- Need for this relationship, scope what it means
- Propagation of annotations
- Examples in MF, BP and CC
- Do curators have to pay attention to the has_part relationship when they are picking terms to annotate?
Scope of Has_part relationship
First, two scenarios where the has_part links can be moderately useful as far as existing annotation is concerned: http://www.slideshare.net/cmungall/haspart-in-go
- If a gene product is involved in a process, then it must be active in at least one of the sub-steps of this process. These sub-steps are indicated by has_part relationships. We cannot deterministically infer which sub-step, but an curator can weigh up evidence from other sources. The has_part links form useful guides to where additional annotations may be required. It could also guide users to investigate neighboring terms.
- Probabilistic models can make use of the has_part relationships, to non-deterministically propagate annotations either way over the has_part links. Neither of these scenarios involve deterministic / purely logical annotation inference, so the has_part links are somewhat weak.
- But there are situations where the has_part links can be very powerful, however, this involves adding a qualifier that strengthens the claim an annotation makes. Normally an annotation states that *some* instances of GO class have the gene product. Sometimes we can make a stronger claim that *all* instances of the GO class have the gene product (in a particular species). If we can distinguish these stronger claims from other annotations, then we can propagate over has_part. This is most clearly illustrated with protein complexes (see the slides above), but can also apply to processes and functions.
I started a wiki page with a proposal for such a qualifier. It's not really ready for general circulation yet, I had hoped to flesh it out more, but it is relevant for this discussion.
CAAX-box protein maturation" has a "has_part" child
protein maturation by peptide bond cleavage BUT
protein maturation by peptide bond cleavage is NOT always a part of CAAX box processing when it occurs, so annotations to this term could not be propagated via has_part. You *cannot* propagate annotations from "CAAX box protein maturation" to "protein maturation by peptide bond cleavage".
Most of the discussion was spurred by this question from Val:
SGD would not make the 978 annotation because it is less granular than the 1077 term that includes the same information. MGI would make this annotation because they feel both are useful. 1077: sequence-specific regulatory transcription factor site binding RNA polymerase II transcription factor activity involved in positive regulation of transcription from RNA polymerase II promoter 978: RNA polymerase II regulatory transcription factor site sequence-specific DNA binding 978 does not inherit anything from 1077, and it is not supposed to. You would make the annotation to 978 if you wanted to say "DNA binding" WITHOUT any statement about transcription factor activity. If you choose to annotate to 978 only, you are making a statement about DNA binding ONLY.

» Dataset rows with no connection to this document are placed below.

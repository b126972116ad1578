//! Configuration module
//!
//! Loads configuration from environment variables.

use rust_decimal::Decimal;
use std::env;
use std::str::FromStr;
use std::time::Duration;

use crate::domain::Currency;

/// Application configuration
#[derive(Debug, Clone)]
pub struct Config {
    /// Database connection URL
    pub database_url: String,

    /// Maximum database connections in pool
    pub database_max_connections: u32,

    pub host: String,
    pub port: u16,

    /// Environment (development, production)
    pub environment: String,

    /// Base URL of the Frankfurter-compatible FX API
    pub fx_api_url: String,
    pub fx_timeout: Duration,

    /// Base URL of the Stripe-compatible payment gateway
    pub stripe_api_url: String,
    pub stripe_secret_key: String,
    pub gateway_timeout: Duration,

    pub ledger: LedgerSettings,
}

/// Business constants handed to the engines
#[derive(Debug, Clone, PartialEq)]
pub struct LedgerSettings {
    /// Bank code embedded in generated identifiers
    pub bank_code: String,
    pub swift_code: String,
    /// Reference price of the SUPER_USER upgrade
    pub feature_price: Decimal,
    pub feature_price_currency: Currency,
    /// Smallest top-up accepted, in gateway minor units
    pub topup_min_minor_units: i64,
}

impl Default for LedgerSettings {
    fn default() -> Self {
        Self {
            bank_code: "RAXR".to_string(),
            swift_code: "RAXBANK".to_string(),
            feature_price: Decimal::new(2000, 2),
            feature_price_currency: Currency::Eur,
            topup_min_minor_units: 100,
        }
    }
}

impl Config {
    /// Load configuration from environment variables
    pub fn from_env() -> Result<Self, ConfigError> {
        Self::from_lookup(|key| env::var(key).ok())
    }

    /// Load configuration from an arbitrary key lookup
    pub fn from_lookup<F>(lookup: F) -> Result<Self, ConfigError>
    where
        F: Fn(&str) -> Option<String>,
    {
        let database_url = lookup("DATABASE_URL").ok_or(ConfigError::MissingEnv("DATABASE_URL"))?;
        let stripe_secret_key =
            lookup("STRIPE_SECRET_KEY").ok_or(ConfigError::MissingEnv("STRIPE_SECRET_KEY"))?;

        let or_default = |key: &str, default: &str| lookup(key).unwrap_or_else(|| default.to_string());

        let defaults = LedgerSettings::default();
        let ledger = LedgerSettings {
            bank_code: or_default("BANK_CODE", &defaults.bank_code),
            swift_code: or_default("SWIFT_CODE", &defaults.swift_code),
            feature_price: parse(&or_default("FEATURE_PRICE", "20.00"), "FEATURE_PRICE")?,
            feature_price_currency: parse(
                &or_default("FEATURE_PRICE_CURRENCY", "EUR"),
                "FEATURE_PRICE_CURRENCY",
            )?,
            topup_min_minor_units: parse(
                &or_default("TOPUP_MIN_MINOR_UNITS", "100"),
                "TOPUP_MIN_MINOR_UNITS",
            )?,
        };

        if ledger.feature_price <= Decimal::ZERO {
            return Err(ConfigError::InvalidValue("FEATURE_PRICE"));
        }
        if ledger.bank_code.len() != 4 || !ledger.bank_code.chars().all(|c| c.is_ascii_uppercase()) {
            return Err(ConfigError::InvalidValue("BANK_CODE"));
        }

        Ok(Self {
            database_url,
            database_max_connections: parse(
                &or_default("DATABASE_MAX_CONNECTIONS", "10"),
                "DATABASE_MAX_CONNECTIONS",
            )?,
            host: or_default("HOST", "127.0.0.1"),
            port: parse(&or_default("PORT", "3000"), "PORT")?,
            environment: or_default("ENVIRONMENT", "development"),
            fx_api_url: or_default("FX_API_URL", "https://api.frankfurter.app"),
            fx_timeout: Duration::from_secs(parse(&or_default("FX_TIMEOUT_SECS", "5"), "FX_TIMEOUT_SECS")?),
            stripe_api_url: or_default("STRIPE_API_URL", "https://api.stripe.com"),
            stripe_secret_key,
            gateway_timeout: Duration::from_secs(parse(
                &or_default("GATEWAY_TIMEOUT_SECS", "10"),
                "GATEWAY_TIMEOUT_SECS",
            )?),
            ledger,
        })
    }

    /// Check if running in production
    pub fn is_production(&self) -> bool {
        self.environment == "production"
    }
}

fn parse<T: FromStr>(raw: &str, key: &'static str) -> Result<T, ConfigError> {
    raw.trim().parse().map_err(|_| ConfigError::InvalidValue(key))
}

/// Configuration error types
#[derive(Debug, thiserror::Error)]
pub enum ConfigError {
    #[error("Missing environment variable: {0}")]
    MissingEnv(&'static str),

    #[error("Invalid value for environment variable: {0}")]
    InvalidValue(&'static str),
}

#[cfg(test)]
mod tests {
    use super::*;
    use rust_decimal_macros::dec;
    use std::collections::HashMap;

    fn lookup(vars: &[(&str, &str)]) -> impl Fn(&str) -> Option<String> {
        let map: HashMap<String, String> = vars
            .iter()
            .map(|(k, v)| (k.to_string(), v.to_string()))
            .collect();
        move |key| map.get(key).cloned()
    }

    const REQUIRED: [(&str, &str); 2] = [
        ("DATABASE_URL", "postgres://localhost/raxbank"),
        ("STRIPE_SECRET_KEY", "sk_test_123"),
    ];

    #[test]
    fn test_defaults() {
        let config = Config::from_lookup(lookup(&REQUIRED)).unwrap();

        assert_eq!(config.port, 3000);
        assert_eq!(config.database_max_connections, 10);
        assert_eq!(config.fx_timeout, Duration::from_secs(5));
        assert_eq!(config.fx_api_url, "https://api.frankfurter.app");
        assert_eq!(config.ledger, LedgerSettings::default());
        assert_eq!(config.ledger.feature_price, dec!(20.00));
        assert!(!config.is_production());
    }

    #[test]
    fn test_missing_required() {
        let err = Config::from_lookup(lookup(&[("DATABASE_URL", "postgres://x")])).unwrap_err();
        assert!(matches!(err, ConfigError::MissingEnv("STRIPE_SECRET_KEY")));
    }

    #[test]
    fn test_invalid_values() {
        let mut vars = REQUIRED.to_vec();
        vars.push(("PORT", "eighty"));
        let err = Config::from_lookup(lookup(&vars)).unwrap_err();
        assert!(matches!(err, ConfigError::InvalidValue("PORT")));

        let mut vars = REQUIRED.to_vec();
        vars.push(("FEATURE_PRICE_CURRENCY", "SEK"));
        let err = Config::from_lookup(lookup(&vars)).unwrap_err();
        assert!(matches!(err, ConfigError::InvalidValue("FEATURE_PRICE_CURRENCY")));

        let mut vars = REQUIRED.to_vec();
        vars.push(("FEATURE_PRICE", "0"));
        let err = Config::from_lookup(lookup(&vars)).unwrap_err();
        assert!(matches!(err, ConfigError::InvalidValue("FEATURE_PRICE")));
    }

    #[test]
    fn test_overrides() {
        let mut vars = REQUIRED.to_vec();
        vars.extend([("FEATURE_PRICE", "15.50"), ("FEATURE_PRICE_CURRENCY", "usd"), ("BANK_CODE", "ABCD")]);
        let config = Config::from_lookup(lookup(&vars)).unwrap();

        assert_eq!(config.ledger.feature_price, dec!(15.50));
        assert_eq!(config.ledger.feature_price_currency, Currency::Usd);
        assert_eq!(config.ledger.bank_code, "ABCD");
    }
}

SGD would annotate to 1077 only because we want to make the statement about "DNA binding transcription factor activity, etc..." and the "DNA binding" part is already coded into this term through the has_part relationship. Thus, we choose not to also make the annotation to 978 because it is already stated as a component of the annotation to 1077 alone. Karen: When I was at the transcription meeting in June, someone asked me about being able to find all of the sequence specific DNA binding factors involved in transcription. This is something people want to be able to do. So, when we annotate to terms like 1077 which have has_part relationships to terms which represent sequence-specific DNA binding functions, we want to make sure that genes annotated to terms like 1077 get included in the results of queries for sequence specific DNA binding factors. Val: Why can't- GO:0000978 RNA polymerase II regulatory transcription factor site sequence-specific DNA binding be part_of GO:0001077 sequence-specific regulatory transcription factor site binding RNA polymerase II transcription factor activity involved in positive regulation of transcription from RNA polymerase II promoter
Because: It is correct to say that a "DNA-binding transcription factor activity" must have_part "DNA binding"; the reverse is not necessarily true.

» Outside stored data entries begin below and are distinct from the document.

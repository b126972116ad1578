//! RaxBank ledger library
//!
//! Re-exports modules for the server binary, the load test and integration
//! tests.

pub mod api;
pub mod config;
pub mod db;
pub mod domain;
mod error;
pub mod fx;
pub mod gateway;
pub mod handlers;
pub mod state;
pub mod store;

pub use config::{Config, LedgerSettings};
pub use domain::{Account, Amount, AmountError, Balance, Currency, DomainError, OperationContext, Privilege};
pub use error::{AppError, AppResult, ErrorKind, ErrorResponse};
pub use state::AppState;
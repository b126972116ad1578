//! Domain module
//!
//! Core domain types and business rules, free of infrastructure.

pub mod account;
pub mod amount;
pub mod context;
pub mod currency;
pub mod error;
pub mod transaction;

pub use account::{Account, IbanGenerator, PublicAccount, RandomIbanGenerator};
pub use amount::{round_money, round_rate, Amount, AmountError, Balance, FxRate};
pub use context::{OperationContext, Privilege};
pub use currency::{Currency, UnsupportedCurrency};
pub use error::DomainError;
pub use transaction::{
    NewTransaction, Page, PageRequest, SortDirection, TopUpLog, TransactionRecord,
    TransactionStatus, TransactionType,
};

The has_part relationships in MF should be considered separately from the ones in BP and CC. These are primarily for linking the MF to the necessary ligand, i.e. has_part X binding. In the case of these intra-MF links, annotations *do* always propagate (see my talk from Geneva). I agree on the surface this sounds arbitrary, but it's justified based on the fact that a determining feature of MF classes is that the gene product participates throughout the duration of the activity.

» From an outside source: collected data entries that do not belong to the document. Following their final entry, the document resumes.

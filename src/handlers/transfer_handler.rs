//! Transfer Handler
//!
//! Moves money between two accounts, converting currency when they differ.

use std::sync::Arc;

use crate::domain::{
    Amount, DomainError, FxRate, NewTransaction, OperationContext, TransactionType,
};
use crate::error::AppResult;
use crate::fx::FxConverter;
use crate::store::LedgerStore;

use super::{converted_amount, require_actor, Ledger, TransferCommand, TransferResult};

#[derive(Debug, Clone, Copy, PartialEq, Eq)]
pub enum TransferKind {
    /// Both accounts belong to the initiator
    Internal,
    /// Destination belongs to someone else
    External,
}

impl TransferKind {
    fn transaction_type(&self) -> TransactionType {
        match self {
            TransferKind::Internal => TransactionType::TransferInternal,
            TransferKind::External => TransactionType::TransferExternal,
        }
    }

    fn default_description(&self) -> &'static str {
        match self {
            TransferKind::Internal => "Internal transfer",
            TransferKind::External => "External transfer",
        }
    }
}

/// Handler for internal and external transfers
#[derive(Clone)]
pub struct TransferEngine {
    store: Arc<dyn LedgerStore>,
    ledger: Ledger,
    fx: FxConverter,
}

impl TransferEngine {
    pub fn new(store: Arc<dyn LedgerStore>, ledger: Ledger, fx: FxConverter) -> Self {
        Self { store, ledger, fx }
    }

    pub async fn internal(&self, context: &OperationContext, command: TransferCommand) -> AppResult<TransferResult> {
        self.execute(TransferKind::Internal, context, command).await
    }

    pub async fn external(&self, context: &OperationContext, command: TransferCommand) -> AppResult<TransferResult> {
        self.execute(TransferKind::External, context, command).await
    }

    /// Execute the transfer command
    pub async fn execute(
        &self,
        kind: TransferKind,
        context: &OperationContext,
        command: TransferCommand,
    ) -> AppResult<TransferResult> {
        let initiator = require_actor(context)?;

        if command.from_account_id == command.to_account_id {
            return Err(DomainError::SameAccount.into());
        }

        let amount: Amount = command
            .amount
            .parse()
            .map_err(|e| DomainError::InvalidAmount(format!("{}", e)))?;

        let from = self.ledger.get_account(command.from_account_id).await?;
        let to = self.ledger.get_account(command.to_account_id).await?;

        if !from.is_owned_by(initiator) {
            return Err(DomainError::forbidden("source account belongs to another user").into());
        }
        match kind {
            TransferKind::Internal if !to.is_owned_by(initiator) => {
                return Err(DomainError::forbidden("destination account belongs to another user").into());
            }
            TransferKind::External if to.is_owned_by(initiator) => {
                return Err(DomainError::InvalidOperation(
                    "use internal transfer for your own accounts".to_string(),
                )
                .into());
            }
            _ => {}
        }

        // FX happens before any lock is taken
        let (credited, fx_rate) = if from.currency == to.currency {
            (amount, FxRate::identity())
        } else {
            let converted = self.fx.convert(amount.value(), from.currency, to.currency).await?;
            let credited = converted_amount(converted)?;
            (credited, FxRate::between(&amount, &credited))
        };

        if !from.balance.is_sufficient_for(&amount) {
            return Err(DomainError::insufficient_funds(amount.value(), from.balance.value()).into());
        }

        let mut uow = self.store.begin().await?;

        // Lock in ascending id order so opposing transfers cannot deadlock
        let mut ordered = [from.id, to.id];
        ordered.sort();
        for id in ordered {
            uow.lock_account(id)
                .await?
                .ok_or_else(|| DomainError::account_not_found(id))?;
        }

        // Funds are re-checked under the lock by apply_delta
        self.ledger.adjust_balance(uow.as_mut(), from.id, -amount.value()).await?;
        self.ledger.adjust_balance(uow.as_mut(), to.id, credited.value()).await?;

        let description = command
            .memo
            .filter(|m| !m.trim().is_empty())
            .unwrap_or_else(|| kind.default_description().to_string());

        let record = uow
            .append_transaction(NewTransaction {
                initiator_id: initiator,
                from_account_id: Some(from.id),
                to_account_id: Some(to.id),
                kind: kind.transaction_type(),
                amount_from: Some(amount.value()),
                currency_from: Some(from.currency),
                amount_to: Some(credited.value()),
                currency_to: Some(to.currency),
                fx_rate: fx_rate.value(),
                external_ref: None,
                description,
            })
            .await?;

        uow.commit().await?;

        tracing::info!(
            transaction_id = record.id,
            kind = %record.kind,
            from_account_id = %from.id,
            to_account_id = %to.id,
            debited = %amount,
            credited = %credited,
            fx_rate = %fx_rate,
            "Transfer completed"
        );

        Ok(TransferResult {
            transaction_id: record.id,
            from_account_id: from.id,
            to_account_id: to.id,
            debited_amount: amount.value(),
            debited_currency: from.currency,
            credited_amount: credited.value(),
            credited_currency: to.currency,
            fx_rate: fx_rate.value(),
        })
    }
}

#[cfg(test)]
mod tests {
    use super::*;
    use uuid::Uuid;

    #[test]
    fn test_transfer_command_with_memo() {
        let cmd = TransferCommand::new(Uuid::new_v4(), Uuid::new_v4(), "50.00").with_memo("Rent");

        assert_eq!(cmd.amount, "50.00");
        assert_eq!(cmd.memo, Some("Rent".to_string()));
    }

    #[test]
    fn test_kind_mapping() {
        assert_eq!(TransferKind::Internal.transaction_type(), TransactionType::TransferInternal);
        assert_eq!(TransferKind::External.transaction_type(), TransactionType::TransferExternal);
        assert_eq!(TransferKind::External.default_description(), "External transfer");
    }
}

nucleic acid binding transcription factor activity has_part nucleic acid binding, http://www.slideshare.net/cmungall/haspart-in-go
- Fatty acid synthase example
ribosome has_part ribosomal subunit
large_subunit part_of ribosome
"annotation can't be transitive over this relationship because not all instances of has_part we have in the ontology are always true"
This is correct, the has_part relation should be ignored when making deterministic / purely logical inferences in BP and CC. But this doesn't mean these links are completely useless. There are a few cases where the links are informative for humans and machines; and furthermore, ***if we extend the annotation paradigm***, the links can actually be extremely powerful for making deterministic inferences.
Outstanding issues with QC checks (if any)
Chris talked for the most part. File:Go-has part-Dec-2010.pdf
- In general there was some confusion about the meaning of has_part relationship? does it mean 'sometimes part of' or 'always part_of'?
- there are issues with the way TFIIH complex is represented. Does has_part mean it is sometimes partof? If not then how is it different form part_of?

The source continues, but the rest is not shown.